ANY anti-Trump protest will be deemed illegal.
If we want to see which direction speech issues are drifting, the Tennessee legislature is a good early window. Democrats are barely allowed to speak without the looming threat of being frogmarched out for expressing contrary views.
This is how fascism does it. Protesting is fine… as long as it isn’t “illegal.”
Any protest can be called “illegal” if you pick and choose your laws, after all.
Lawrence Britt – “Fascism, Anybody? --” again:
11. Disdain and suppression of intellectuals and the arts. Intellectuals and the inherent freedom of ideas and expression associated with them were anathema to these regimes. Intellectual and academic freedom were considered subversive to national security and the patriotic ideal. Universities were tightly controlled; politically unreliable faculty harassed or eliminated. Unorthodox ideas or expressions of dissent were strongly attacked, silenced, or crushed. To these regimes, art and literature should serve the national interest or they had no right to exist.
Britt wrote this paper in the Spring of 2003, when most of us had barely even heard of Donald Trump. This isn’t Monday Morning Quarterbacking. It’s based on his in-depth analysis of “the following regimes: Nazi Germany, Fascist Italy, Franco’s Spain, Salazar’s Portugal, Papadopoulos’s Greece, Pinochet’s Chile, and Suharto’s Indonesia.”
But Columbia did call in the police:
Trump is going to cut funding to universities regardless because this is what autocrats do to inhibit free speech and independent thought (never mind what universities have been doing for decades to their own faculty and staff to limit those qualities).
Stranger
The only freedom I care about is intellectual freedom. That includes the freedom to criticize capitalism.

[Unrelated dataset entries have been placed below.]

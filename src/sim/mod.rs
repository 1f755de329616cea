//! Simulation module
//!
//! All gameplay logic lives here. This module must stay free of rendering
//! and platform dependencies:
//! - One tick per display frame, never overlapping
//! - Seeded RNG only
//! - Time enters only through `TickInput::now_ms`

pub mod clock;
pub mod collision;
pub mod combat;
pub mod movement;
pub mod progression;
pub mod state;
pub mod tick;
pub mod weapons;

pub use clock::{FrameOutcome, Simulation};
pub use collision::{circles_overlap, clamp_circle, out_of_bounds};
pub use combat::{
    enemy_actions, maybe_spawn_enemy, shoot_bullet, shoot_enemy_bullet, spawn_enemy,
    update_bullets, update_enemy_bullets,
};
pub use movement::{MoveKeys, move_enemy_toward, move_player};
pub use progression::{LevelUp, award_xp, xp_to_next_level};
pub use state::{Bullet, Enemy, GameEvent, GamePhase, GameState, Player};
pub use tick::{TickInput, TickOutcome, resolve_tick, spawn_step, tick};
pub use weapons::{TIER_COUNT, WEAPONS, Weapon, weapon_for_level};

Gift link to a recent New York Times article that the $400 million in federal funding that Trump is threatening to withhold from Columbia University is coincidentally about what he thought the university should pay him for some land near Lincoln Center he was promoting to them for their campus expansion. (In the end, the university chose to expand adjacent to its existing campus.) In short, the man holds a grudge for years and when he can, gets vengeance. (And this is the man we elected to be the leader of this once-great nation.)
Columbia accedes to Trump
Columbia University caves to Trump’s list of demands
According to Google, Columbia has an endowment of $14 billion, so it seems like they could have told Trump to go pound sand, but caved instead.
If you put $14 billion into the safest possible holdings, like 4% treasure bonds, it would return far more than $400 million per year.
So it’s not the money, it’s the other threats than Trump made.
Oddly, one of the specific targets identified in the letter was Columbia’s department of Middle Eastern, South Asian and African Studies (Mesaas), a small humanities department devoted to studying the languages, cultures and history of those regions. The government demanded the Mesaas department be put into “receivership” – basically, be taken over by the university – as a precondition to further negotiations. …
Why has the government chosen to single out this department?
The answer is clear: because its faculty have not voiced steadfast support for the state of Israel in their scholarship. The US government stands almost alone in the world in its unwavering ideological and financial support for the violence of the state of Israel against the people of Palestine. Most recently it has provided the consent, the justification and the arms for Israel’s destruction of Gaza. (Just this week, the destruction was relaunched, to condemnation from around the world but not from Washington, which alone gave its support.)
The federal funding issue was to get the attention of other universities. Mostly Trump wants to cut off all protest against Israel, especially at “work” campuses, both from students and professors. And he’s willing to go outside the law to do so. That doesn’t make for an easy decision.